I have a Trek 3900. I've rode it around on the streets as well as on the trails every now and then. It holds up pretty well. The only thing you might have problems with is the wheel. Mine tends to get a little crooked from trail riding. Not enough that it will stop you from riding it but enough that you will want to get it trued. The bike shop by me does wheel trueing for free, most are around $10 dollars i would guess.


----------



## Teemberland (Apr 9, 2011)

jpeters said:


> I don't know how much you are planning to pay but for what you are doing it will be perfect. You may also have a look here they have some really good deals I only recommend bikes direct because the have very good parts for the price.
> Let me know how much you are going to spend and welcome to the sport.
> http://www.bikesdirect.com/


Thanks for the feedback guys!

My price range is around 400-800. Do you guys think im better off getting the 4300 in the long run? I was also checking the parts for 3700, are they decent? Im not really familiar with the model ( i know shimano is a great brand)


----------



## Timeless (Mar 23, 2007)

Teemberland said:


> Thanks for the feedback guys!
> 
> My price range is around 400-800. Do you guys think im better off getting the 4300 in the long run? I was also checking the parts for 3700, are they decent? Im not really familiar with the model ( i know shimano is a great brand)


I would say go up to a 4300. Better frame and shock plus the components are a better.
Just means a longer life and easier to upgrade later as parts wear out.


----------



## Teemberland (Apr 9, 2011)

Timeless said:


> I would say go up to a 4300. Better frame and shock plus the components are a better.
> Just means a longer life and easier to upgrade later as parts wear out.


Thanks for the tip.

If I decided to get the 3700 (money is really tight), components are upgradable too right?


----------



## nodaksvt (May 16, 2010)

Teemberland said:


> Do you guys think im better off getting the 4300 in the long run? )

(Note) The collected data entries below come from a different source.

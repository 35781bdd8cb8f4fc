//! Goal detection loop: watch live favorite-team games and send one alert
//! per new goal.

pub mod message;
pub mod sms;

pub use message::{format_goal_message, resolve_alert};
pub use sms::{LogNotifier, Notifier, SmtpNotifier};

use anyhow::Result;
use chrono::NaiveDate;
use std::sync::Arc;
use std::time::Duration;
use tracing::{debug, error, info, warn};

use crate::db::models::{GameSnapshot, GameState};
use crate::db::NotifiedStore;
use crate::nhl::{league_today, ScoreFeed};

/// What one detection cycle did.
#[derive(Debug, Clone, Default, PartialEq, Eq)]
pub struct CycleReport {
    pub live_games: usize,
    pub new_goals: usize,
    pub sent: usize,
    pub failed: usize,
}

pub struct GoalMonitor {
    feed: Arc<dyn ScoreFeed>,
    notifier: Arc<dyn Notifier>,
    store: NotifiedStore,
    team: String,
    team_name: String,
}

impl GoalMonitor {
    pub fn new(
        feed: Arc<dyn ScoreFeed>,
        notifier: Arc<dyn Notifier>,
        store: NotifiedStore,
        team: &str,
        team_name: &str,
    ) -> Self {
        GoalMonitor {
            feed,
            notifier,
            store,
            team: team.trim().to_uppercase(),
            team_name: team_name.to_string(),
        }
    }

    pub fn store(&self) -> &NotifiedStore {
        &self.store
    }

    fn is_watched(&self, game: &GameSnapshot) -> bool {
        game.state == GameState::Live && game.involves(&self.team)
    }

    /// One scan of `date`. Fails only when the day's games cannot be fetched
    /// or the state store errors; per-game feed failures are logged and the
    /// game is retried next cycle.
    pub async fn run_cycle(&mut self, date: NaiveDate) -> Result<CycleReport> {
        let games = self.feed.fetch_schedule_and_scores(date).await?;
        let live: Vec<GameSnapshot> = games.into_iter().filter(|g| self.is_watched(g)).collect();

        let mut report = CycleReport {
            live_games: live.len(),
            ..Default::default()
        };
        if live.is_empty() {
            info!("No active {} games", self.team);
            return Ok(report);
        }

        for game in &live {
            info!(
                "Monitoring: {} @ {} ({}-{})",
                game.away_team, game.home_team, game.away_score, game.home_score
            );
            self.scan_game(game, &mut report).await?;
        }
        Ok(report)
    }

    async fn scan_game(&mut self, game: &GameSnapshot, report: &mut CycleReport) -> Result<()> {
        let goals = match self.feed.fetch_play_by_play(game.game_id).await {
            Ok(goals) => goals,
            Err(e) => {
                warn!("Play-by-play for game {} unavailable: {}", game.game_id, e);
                return Ok(());
            }
        };

        let mut fresh = Vec::new();
        for goal in goals {
            if !goal.scoring_team.eq_ignore_ascii_case(&self.team) {
                continue;
            }
            if self.store.contains(goal.game_id, goal.event_id)? {
                continue;
            }
            fresh.push(goal);
        }
        if fresh.is_empty() {
            debug!("No new goals in game {}", game.game_id);
            return Ok(());
        }
        report.new_goals += fresh.len();

        let roster = match self.feed.fetch_roster(game.game_id).await {
            Ok(roster) => Some(roster),
            Err(e) => {
                warn!("Roster for game {} unavailable, using placeholder names: {}", game.game_id, e);
                None
            }
        };

        for goal in &fresh {
            let alert = resolve_alert(goal, roster.as_ref(), &self.team);
            let text = format_goal_message(&alert, &self.team_name);
            info!("🚨 New goal detected (game {}, event {}):\n{}", goal.game_id, goal.event_id, text);

            match self.notifier.send(&text).await {
                Ok(()) => {
                    self.store.mark_notified(goal.game_id, goal.event_id)?;
                    report.sent += 1;
                }
                Err(e) => {
                    error!(
                        "Alert for game {} event {} not delivered, will retry next cycle: {}",
                        goal.game_id, goal.event_id, e
                    );
                    report.failed += 1;
                }
            }
        }
        Ok(())
    }

    /// Poll forever at `interval`. Cycle failures are logged and never stop
    /// the loop.
    pub async fn run(&mut self, interval: Duration) {
        info!(
            "🏒 Watching {} games every {:?}, alerts via {}",
            self.team,
            interval,
            self.notifier.name()
        );
        let mut ticker = tokio::time::interval(interval);
        ticker.set_missed_tick_behavior(tokio::time::MissedTickBehavior::Skip);

        loop {
            ticker.tick().await;
            match self.run_cycle(league_today()).await {
                Ok(report) if report.new_goals > 0 => info!(
                    "Cycle done: {} new goals, {} sent, {} failed",
                    report.new_goals, report.sent, report.failed
                ),
                Ok(_) => {}
                Err(e) => warn!("Goal check failed: {:#}", e),
            }
        }
    }
}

Yes, upgrade, but not for the long run.


----------



## Teemberland (Apr 9, 2011)

Ok, thanks guys! I'll get 3700 disc for now. Then if i decided to go hard core, i'll upgrade to 6 or 8 series.


----------



## godmathias (Nov 23, 2010)

Teemberland said:


> Ok, thanks guys! I'll get 3700 disc for now. Then if i decided to go hard core, i'll upgrade to 6 or 8 series.


excellent choice for a starter bike, and like you said, if you will be riding it on a trail and also on roads a few times per week, it will be perfect.

However, like somebody else said, the 4300 disc is a significant step in the right direction. It's got a much better fork, 24 gears instead of 21 (not really a huge deal), and it comes with hydraulic brakes which are much more powerful. The question is do you want to spend an extra ~$200 on a starter bike. I decided on a 3700 and loved hittin the trails so much, I upgraded to a Gary Fisher X-Cal after 6 months. If you get into it, you will be glad you got the 4300, if not, the 3700 will be the right choice.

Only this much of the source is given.